# Task instructions
Begin at the line containing "use clap::Parser;" in the entries below and end at the line containing "#[derive(Debug, Parser)]"; transcribe that range exactly and nothing outside it.

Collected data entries

//! Domain error types
//!
//! Each error is small and specific; fallible application paths at the facade
//! and transport level wrap these in `anyhow::Error` with context.

/// Error when a wire-format timestamp envelope is malformed
#[derive(Debug, Clone, PartialEq, Eq)]
pub enum FormatError {
    /// Envelope shorter than the fixed 6-char prefix + 2-char suffix
    EnvelopeTooShort { len: usize },
    /// Envelope payload is not a numeric epoch count
    NonNumericPayload { payload: String },
}

impl std::fmt::Display for FormatError {
    fn fmt(&self, f: &mut std::fmt::Formatter<'_>) -> std::fmt::Result {
        match self {
            FormatError::EnvelopeTooShort { len } => {
                write!(
                    f,
                    "timestamp envelope has {} characters, expected at least 8",
                    len
                )
            }
            FormatError::NonNumericPayload { payload } => {
                write!(f, "timestamp envelope payload '{}' is not numeric", payload)
            }
        }
    }
}

impl std::error::Error for FormatError {}

/// Error when a timestamp input cannot be interpreted at all
///
/// This is the fatal "wrong input type" case, as opposed to [`FormatError`]
/// which covers a recognized-but-malformed wire envelope.
#[derive(Debug, Clone, PartialEq, Eq)]
pub struct UnsupportedTimestamp {
    /// Description of the rejected input
    pub input: String,
}

impl std::fmt::Display for UnsupportedTimestamp {
    fn fmt(&self, f: &mut std::fmt::Formatter<'_>) -> std::fmt::Result {
        write!(
            f,
            "can only parse ISO 8601 strings, dates or datetimes, got '{}'",
            self.input
        )
    }
}

impl std::error::Error for UnsupportedTimestamp {}

/// Error when extracting a declared field value from a raw record
#[derive(Debug, Clone, PartialEq)]
pub enum ExtractError {
    /// Wire value was not a string where the extractor required one
    NotAString { found: String },
    /// Malformed OData timestamp envelope
    Format(FormatError),
    /// Unparseable timestamp string
    Timestamp(UnsupportedTimestamp),
}

impl std::fmt::Display for ExtractError {
    fn fmt(&self, f: &mut std::fmt::Formatter<'_>) -> std::fmt::Result {
        match self {
            ExtractError::NotAString { found } => {
                write!(f, "expected a string wire value, found {}", found)
            }
            ExtractError::Format(e) => write!(f, "{}", e),
            ExtractError::Timestamp(e) => write!(f, "{}", e),
        }
    }
}

impl std::error::Error for ExtractError {}

impl From<FormatError> for ExtractError {
    fn from(e: FormatError) -> Self {
        ExtractError::Format(e)
    }
}

impl From<UnsupportedTimestamp> for ExtractError {
    fn from(e: UnsupportedTimestamp) -> Self {
        ExtractError::Timestamp(e)
    }
}

/// Error when a requested attribute is not set on an entity
///
/// Absent optional fields fail loudly instead of silently yielding a default,
/// so legitimate null values stay distinguishable from missing ones.
#[derive(Debug, Clone, PartialEq, Eq)]
pub struct AttributeUnavailable {
    pub attribute: String,
}

impl std::fmt::Display for AttributeUnavailable {
    fn fmt(&self, f: &mut std::fmt::Formatter<'_>) -> std::fmt::Result {
        write!(f, "attribute '{}' is not available on this entity", self.attribute)
    }
}

impl std::error::Error for AttributeUnavailable {}

/// Error when a filter expression string does not match `name <op> value`
#[derive(Debug, Clone, PartialEq, Eq)]
pub struct MalformedExpression {
    pub expression: String,
}

impl std::fmt::Display for MalformedExpression {
    fn fmt(&self, f: &mut std::fmt::Formatter<'_>) -> std::fmt::Result {
        write!(
            f,
            "filter expression '{}' does not match 'name <op> value'",
            self.expression
        )
    }
}

impl std::error::Error for MalformedExpression {}

/// Error when an entity set would mix elements of different concrete types
#[derive(Debug, Clone, PartialEq, Eq)]
pub struct MixedElements {
    pub expected: &'static str,
    pub found: &'static str,
}

impl std::fmt::Display for MixedElements {
    fn fmt(&self, f: &mut std::fmt::Formatter<'_>) -> std::fmt::Result {
        write!(
            f,
            "set may only contain elements of type {}, not {}",
            self.expected, self.found
        )
    }
}

impl std::error::Error for MixedElements {}

/// Error when a custom-property union is requested over a multi-type set
#[derive(Debug, Clone, PartialEq, Eq)]
pub struct HeterogeneousTypes {
    /// Number of distinct discriminator values found
    pub distinct: usize,
}

impl std::fmt::Display for HeterogeneousTypes {
    fn fmt(&self, f: &mut std::fmt::Formatter<'_>) -> std::fmt::Result {
        write!(
            f,
            "cannot include custom properties: more than one alert type present in result ({} distinct)",
            self.distinct
        )
    }
}

impl std::error::Error for HeterogeneousTypes {}

/// Error when the post-create verification read does not return exactly one record
///
/// Signals a write/read consistency problem; never retried at this layer.
#[derive(Debug, Clone, PartialEq, Eq)]
pub struct UnexpectedCreateResult {
    pub id: String,
    pub count: usize,
}

impl std::fmt::Display for UnexpectedCreateResult {
    fn fmt(&self, f: &mut std::fmt::Formatter<'_>) -> std::fmt::Result {
        write!(
            f,
            "unexpected number of records ({}) found for newly created id '{}'",
            self.count, self.id
        )
    }
}

impl std::error::Error for UnexpectedCreateResult {}
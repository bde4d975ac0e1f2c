use clap::Parser;
use keyhole_codec::DEFAULT_MIN_LENGTH;
use keyhole_shortener::allocator::DEFAULT_SEQUENCE_START;
use std::net::SocketAddr;

pub const LISTEN_ADDR_ENV: &str = "KEYHOLE_LISTEN_ADDR";
pub const PUBLIC_BASE_URL_ENV: &str = "KEYHOLE_PUBLIC_BASE_URL";
pub const CODEC_SALT_ENV: &str = "KEYHOLE_CODEC_SALT";
pub const MIN_CODE_LENGTH_ENV: &str = "KEYHOLE_MIN_CODE_LENGTH";
pub const SEQUENCE_START_ENV: &str = "KEYHOLE_SEQUENCE_START";

pub const DEFAULT_LISTEN_ADDR: &str = "127.0.0.1:8080";
pub const DEFAULT_PUBLIC_BASE_URL: &str = "http://127.0.0.1:8080";

#[derive(Debug, Parser)]
#[command(name = "keyhole-gateway")]
pub struct CLI {
    #[arg(long, env = LISTEN_ADDR_ENV, default_value = DEFAULT_LISTEN_ADDR)]
    pub listen_addr: SocketAddr,

    /// Base URL used when rendering short links back to clients.
    #[arg(long, env = PUBLIC_BASE_URL_ENV, default_value = DEFAULT_PUBLIC_BASE_URL)]
    pub public_base_url: String,

    /// Secret salt for the codec. Changing it invalidates every
    /// previously issued code.
    #[arg(long, env = CODEC_SALT_ENV)]
    pub codec_salt: String,

    #[arg(long, env = MIN_CODE_LENGTH_ENV, default_value_t = DEFAULT_MIN_LENGTH)]
    pub min_code_length: usize,

    /// First identifier the in-process allocator hands out.
    #[arg(long, env = SEQUENCE_START_ENV, default_value_t = DEFAULT_SEQUENCE_START)]
    pub sequence_start: u64,
}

# Expected answer
use clap::Parser;
use keyhole_codec::DEFAULT_MIN_LENGTH;
use keyhole_shortener::allocator::DEFAULT_SEQUENCE_START;
use std::net::SocketAddr;

pub const LISTEN_ADDR_ENV: &str = "KEYHOLE_LISTEN_ADDR";
pub const PUBLIC_BASE_URL_ENV: &str = "KEYHOLE_PUBLIC_BASE_URL";
pub const CODEC_SALT_ENV: &str = "KEYHOLE_CODEC_SALT";
pub const MIN_CODE_LENGTH_ENV: &str = "KEYHOLE_MIN_CODE_LENGTH";
pub const SEQUENCE_START_ENV: &str = "KEYHOLE_SEQUENCE_START";

pub const DEFAULT_LISTEN_ADDR: &str = "127.0.0.1:8080";
pub const DEFAULT_PUBLIC_BASE_URL: &str = "http://127.0.0.1:8080";

#[derive(Debug, Parser)]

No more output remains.